Sunday, September 20, 2009

Settembre



I remember coming up the length of Italy, from southernmost, closer to Africa, to the mountainous north, the beginning of the Alps, from full summer to advancing fall, from sullen heat to blessed coolness. On the train between Milano and Lago di Garda were people who had been in the mountains, they told us, gathering wildflowers, long spindly stalks and blue blossoms—a flower called settembre, September, they said, because that is the only time it blooms.

And rarer still, that may have been the only year it bloomed; I haven’t found any mention of it since. Could it have been a fringed gentian, maybe, as in the wonderful photo? I can’t remember the details; only the color and the name. The brief-lived flower is as elusive in my memory as it is in real time.

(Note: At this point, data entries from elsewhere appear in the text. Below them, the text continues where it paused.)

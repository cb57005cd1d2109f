use serde::{Deserialize, Serialize};
use std::fmt;
use std::str::FromStr;

use crate::error::Result;

/// Options controlling the textual vector encoding.
#[derive(Deserialize, Serialize, Debug, Clone, Copy, PartialEq, Eq, Default)]
#[serde(default)]
pub struct CodecOptions {
    /// Emit indented JSON instead of a single line.
    pub pretty: bool,

    /// Write label bindings alongside the values. Bindings are dropped
    /// otherwise, so a decoded vector starts without any.
    pub include_bindings: bool,
}

impl CodecOptions {
    pub fn new(pretty: bool, include_bindings: bool) -> Self {
        Self {
            pretty,
            include_bindings,
        }
    }

    /// Load options from a JSON document. Missing fields take their defaults.
    pub fn from_json(text: &str) -> Result<Self> {
        Ok(serde_json::from_str(text)?)
    }
}

/// Concrete storage strategy behind a vector.
#[derive(Deserialize, Serialize, Debug, Clone, Copy, PartialEq, Eq, Hash)]
#[serde(rename_all = "lowercase")]
pub enum VectorKind {
    Dense,
    View,
}

impl fmt::Display for VectorKind {
    fn fmt(&self, f: &mut fmt::Formatter<'_>) -> fmt::Result {
        match self {
            VectorKind::Dense => write!(f, "dense"),
            VectorKind::View => write!(f, "view"),
        }
    }
}

impl FromStr for VectorKind {
    type Err = String;

    fn from_str(s: &str) -> std::result::Result<Self, Self::Err> {
        match s.to_lowercase().as_str() {
            "dense" => Ok(VectorKind::Dense),
            "view" => Ok(VectorKind::View),
            _ => Err(format!(
                "Unknown vector kind: {}. Expected one of: dense, view",
                s
            )),
        }
    }
}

It represents for me, that blue settembre, something lost—like first love, a homeland, an innocence of heart. Now, here, September is hot, dry, merciless, a flaming up of all the summer’s hope before we head into the decline of fall. There is no promise and no lure in our September here; there is no charm in the journey, up and north, no escape to the mountains and the snow-fed lakes—Como, Garda, Maggiore, where love and stories start. And slip through into a new place, like the lovers in Hemingway's A Farewell to Arms rowing up Lago di Maggiore from war and strife in Italy to peaceful Switzerland, though that was an elusive hope as well, as it happened.